_What you will do_
Every line below that includes the word "usize" needs to be copied.

====================

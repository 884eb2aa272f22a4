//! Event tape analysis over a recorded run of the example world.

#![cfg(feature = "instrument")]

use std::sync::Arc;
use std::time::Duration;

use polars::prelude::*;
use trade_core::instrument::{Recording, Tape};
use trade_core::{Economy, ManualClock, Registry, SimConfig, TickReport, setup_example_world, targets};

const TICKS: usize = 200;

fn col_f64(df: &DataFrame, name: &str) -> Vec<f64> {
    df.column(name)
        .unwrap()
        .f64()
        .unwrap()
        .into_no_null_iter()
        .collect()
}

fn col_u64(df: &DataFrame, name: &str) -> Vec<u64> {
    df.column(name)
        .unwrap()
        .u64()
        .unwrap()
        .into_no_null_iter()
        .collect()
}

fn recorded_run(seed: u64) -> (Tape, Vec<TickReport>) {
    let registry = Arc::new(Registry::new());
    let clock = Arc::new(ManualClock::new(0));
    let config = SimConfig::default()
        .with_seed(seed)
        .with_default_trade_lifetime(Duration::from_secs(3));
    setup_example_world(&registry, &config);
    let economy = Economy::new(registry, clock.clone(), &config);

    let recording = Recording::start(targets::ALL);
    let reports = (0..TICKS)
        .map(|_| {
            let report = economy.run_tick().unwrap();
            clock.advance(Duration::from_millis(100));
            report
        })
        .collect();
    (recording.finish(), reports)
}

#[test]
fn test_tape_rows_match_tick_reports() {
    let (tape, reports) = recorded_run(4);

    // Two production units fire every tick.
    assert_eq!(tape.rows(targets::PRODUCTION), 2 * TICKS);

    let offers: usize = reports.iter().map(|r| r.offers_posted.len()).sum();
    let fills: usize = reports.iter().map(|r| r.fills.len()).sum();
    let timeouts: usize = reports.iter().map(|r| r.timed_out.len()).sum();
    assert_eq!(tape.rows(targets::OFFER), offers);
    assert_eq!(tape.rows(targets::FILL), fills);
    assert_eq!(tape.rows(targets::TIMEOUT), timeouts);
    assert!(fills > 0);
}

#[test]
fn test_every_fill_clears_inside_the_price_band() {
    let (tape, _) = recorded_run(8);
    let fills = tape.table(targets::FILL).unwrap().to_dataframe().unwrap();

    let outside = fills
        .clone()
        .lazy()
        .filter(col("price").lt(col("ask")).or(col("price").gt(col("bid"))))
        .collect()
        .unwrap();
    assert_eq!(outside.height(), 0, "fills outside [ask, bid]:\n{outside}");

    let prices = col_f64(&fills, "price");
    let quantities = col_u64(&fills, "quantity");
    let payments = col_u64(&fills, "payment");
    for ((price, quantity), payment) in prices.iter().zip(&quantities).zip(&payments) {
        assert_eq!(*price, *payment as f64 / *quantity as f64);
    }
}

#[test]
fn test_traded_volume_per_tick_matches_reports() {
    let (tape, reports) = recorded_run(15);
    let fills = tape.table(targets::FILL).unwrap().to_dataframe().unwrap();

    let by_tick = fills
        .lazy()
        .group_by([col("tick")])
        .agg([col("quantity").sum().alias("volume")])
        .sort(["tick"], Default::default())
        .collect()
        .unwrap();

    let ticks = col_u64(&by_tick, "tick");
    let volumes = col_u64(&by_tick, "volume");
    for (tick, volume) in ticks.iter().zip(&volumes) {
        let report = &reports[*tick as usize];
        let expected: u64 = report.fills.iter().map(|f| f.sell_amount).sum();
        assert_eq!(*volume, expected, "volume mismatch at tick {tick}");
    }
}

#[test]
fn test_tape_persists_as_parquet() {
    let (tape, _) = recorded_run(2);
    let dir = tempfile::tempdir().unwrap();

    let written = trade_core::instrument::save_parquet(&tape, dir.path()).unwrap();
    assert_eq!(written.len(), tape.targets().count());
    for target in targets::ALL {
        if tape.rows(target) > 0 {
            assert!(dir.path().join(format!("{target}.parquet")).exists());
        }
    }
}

====================

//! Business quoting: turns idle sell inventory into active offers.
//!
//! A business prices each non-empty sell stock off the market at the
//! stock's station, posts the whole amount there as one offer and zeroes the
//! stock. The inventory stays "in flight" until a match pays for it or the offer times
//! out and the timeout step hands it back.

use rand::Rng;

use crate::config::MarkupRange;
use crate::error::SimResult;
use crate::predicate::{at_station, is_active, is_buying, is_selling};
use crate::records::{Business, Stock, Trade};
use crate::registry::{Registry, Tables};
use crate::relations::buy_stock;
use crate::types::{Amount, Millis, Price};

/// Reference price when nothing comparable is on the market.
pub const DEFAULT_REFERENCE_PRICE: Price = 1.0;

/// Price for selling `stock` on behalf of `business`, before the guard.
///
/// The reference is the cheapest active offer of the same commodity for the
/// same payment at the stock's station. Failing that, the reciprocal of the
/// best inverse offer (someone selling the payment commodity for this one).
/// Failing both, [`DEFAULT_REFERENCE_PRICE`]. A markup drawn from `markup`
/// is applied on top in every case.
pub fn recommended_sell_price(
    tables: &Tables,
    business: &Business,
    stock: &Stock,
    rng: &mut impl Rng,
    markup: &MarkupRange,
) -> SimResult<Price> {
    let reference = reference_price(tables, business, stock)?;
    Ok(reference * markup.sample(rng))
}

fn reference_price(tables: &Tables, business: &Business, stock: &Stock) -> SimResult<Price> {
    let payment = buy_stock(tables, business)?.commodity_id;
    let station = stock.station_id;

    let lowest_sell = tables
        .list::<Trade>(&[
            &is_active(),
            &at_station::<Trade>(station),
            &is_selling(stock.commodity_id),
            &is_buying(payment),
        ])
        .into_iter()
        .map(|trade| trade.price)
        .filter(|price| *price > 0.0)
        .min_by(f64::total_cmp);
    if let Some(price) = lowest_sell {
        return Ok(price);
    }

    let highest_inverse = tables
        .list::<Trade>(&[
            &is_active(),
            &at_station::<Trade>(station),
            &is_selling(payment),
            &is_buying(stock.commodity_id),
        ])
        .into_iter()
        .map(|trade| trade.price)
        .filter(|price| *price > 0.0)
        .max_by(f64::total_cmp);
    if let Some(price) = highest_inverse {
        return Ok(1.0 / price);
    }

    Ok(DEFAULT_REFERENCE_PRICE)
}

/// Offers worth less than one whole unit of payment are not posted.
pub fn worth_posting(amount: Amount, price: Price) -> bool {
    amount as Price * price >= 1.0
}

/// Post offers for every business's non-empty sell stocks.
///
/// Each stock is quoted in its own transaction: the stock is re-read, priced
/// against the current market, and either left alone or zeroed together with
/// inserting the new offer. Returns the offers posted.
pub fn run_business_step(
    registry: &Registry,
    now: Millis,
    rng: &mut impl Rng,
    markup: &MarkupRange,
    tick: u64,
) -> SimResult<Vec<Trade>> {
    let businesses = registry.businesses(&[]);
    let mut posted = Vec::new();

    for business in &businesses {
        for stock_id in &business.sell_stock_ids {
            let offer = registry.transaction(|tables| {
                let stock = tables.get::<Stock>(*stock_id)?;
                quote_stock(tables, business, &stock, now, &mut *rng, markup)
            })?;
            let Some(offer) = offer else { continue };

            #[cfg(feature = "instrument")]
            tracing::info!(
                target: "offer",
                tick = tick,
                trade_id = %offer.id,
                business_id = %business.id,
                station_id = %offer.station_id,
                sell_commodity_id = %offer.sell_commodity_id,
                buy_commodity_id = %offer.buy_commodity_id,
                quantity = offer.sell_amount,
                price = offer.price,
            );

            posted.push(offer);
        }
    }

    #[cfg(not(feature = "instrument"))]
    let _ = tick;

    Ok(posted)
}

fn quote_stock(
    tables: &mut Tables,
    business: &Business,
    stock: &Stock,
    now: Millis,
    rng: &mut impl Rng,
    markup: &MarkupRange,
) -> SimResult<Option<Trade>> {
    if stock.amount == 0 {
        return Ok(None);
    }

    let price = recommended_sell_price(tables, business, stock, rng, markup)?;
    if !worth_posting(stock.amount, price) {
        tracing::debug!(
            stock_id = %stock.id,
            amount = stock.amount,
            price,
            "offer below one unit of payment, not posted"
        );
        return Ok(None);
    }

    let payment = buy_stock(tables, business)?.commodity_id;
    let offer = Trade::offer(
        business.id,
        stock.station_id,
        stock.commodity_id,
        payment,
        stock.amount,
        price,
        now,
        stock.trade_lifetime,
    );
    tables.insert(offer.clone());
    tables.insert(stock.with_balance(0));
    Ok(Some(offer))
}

====================

_Output for this task_
const TICKS: usize = 200;
    let offers: usize = reports.iter().map(|r| r.offers_posted.len()).sum();
    let fills: usize = reports.iter().map(|r| r.fills.len()).sum();
    let timeouts: usize = reports.iter().map(|r| r.timed_out.len()).sum();
        let report = &reports[*tick as usize];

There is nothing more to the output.